*About this exercise*
Retype precisely the section of the data that starts at the line containing "pub fn has_button(&self, id: &str)" and runs to its final line, ends included.

Dataset items
━━━

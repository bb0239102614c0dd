use std::collections::HashMap;

use serde::{Deserialize, Serialize};

use crate::error::{FlowdeskError, Result};
use crate::types::Button;

/// Maximum number of buttons a template may offer.
pub const MAX_TEMPLATE_BUTTONS: usize = 3;

/// Opening hours for one weekday.
#[derive(Debug, Clone, Serialize, Deserialize, PartialEq, Eq)]
pub struct DayRule {
    #[serde(default)]
    pub active: bool,
    /// `HH:MM`, inclusive.
    pub start: String,
    /// `HH:MM`, inclusive.
    pub end: String,
}

impl DayRule {
    pub fn open(start: impl Into<String>, end: impl Into<String>) -> Self {
        Self {
            active: true,
            start: start.into(),
            end: end.into(),
        }
    }

    pub fn closed() -> Self {
        Self {
            active: false,
            start: "00:00".into(),
            end: "00:00".into(),
        }
    }
}

/// A named set of business-hours rules keyed by weekday name.
#[derive(Debug, Clone, Serialize, Deserialize, PartialEq, Eq)]
pub struct ScheduleGroup {
    pub id: String,
    #[serde(default)]
    pub name: String,
    #[serde(default)]
    pub rules: HashMap<String, DayRule>,
}

impl ScheduleGroup {
    pub fn new(id: impl Into<String>, name: impl Into<String>) -> Self {
        Self {
            id: id.into(),
            name: name.into(),
            rules: HashMap::new(),
        }
    }

    pub fn with_rule(mut self, day: impl Into<String>, rule: DayRule) -> Self {
        self.rules.insert(day.into(), rule);
        self
    }
}

/// A canned message with quick-reply buttons.
#[derive(Debug, Clone, Serialize, Deserialize, PartialEq, Eq)]
pub struct Template {
    pub id: String,
    #[serde(default)]
    pub name: String,
    pub text: String,
    #[serde(default)]
    pub buttons: Vec<Button>,
}

impl Template {
    /// Reject templates with too many buttons or blank labels.
    pub fn validate(&self) -> Result<()> {
        if self.buttons.len() > MAX_TEMPLATE_BUTTONS {
            return Err(FlowdeskError::Catalogue(format!(
                "template '{}' has {} buttons (max {})",
                self.id,
                self.buttons.len(),
                MAX_TEMPLATE_BUTTONS
            )));
        }
        if let Some(b) = self.buttons.iter().find(|b| b.label.trim().is_empty()) {
            return Err(FlowdeskError::Catalogue(format!(
                "template '{}' button '{}' has an empty label",
                self.id, b.id
            )));
        }
        Ok(())
    }

    pub fn has_button(&self, id: &str) -> bool {
        self.buttons.iter().any(|b| b.id == id)
    }
}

━━━

*Your response*
    pub fn has_button(&self, id: &str) -> bool {
        self.buttons.iter().any(|b| b.id == id)
    }
}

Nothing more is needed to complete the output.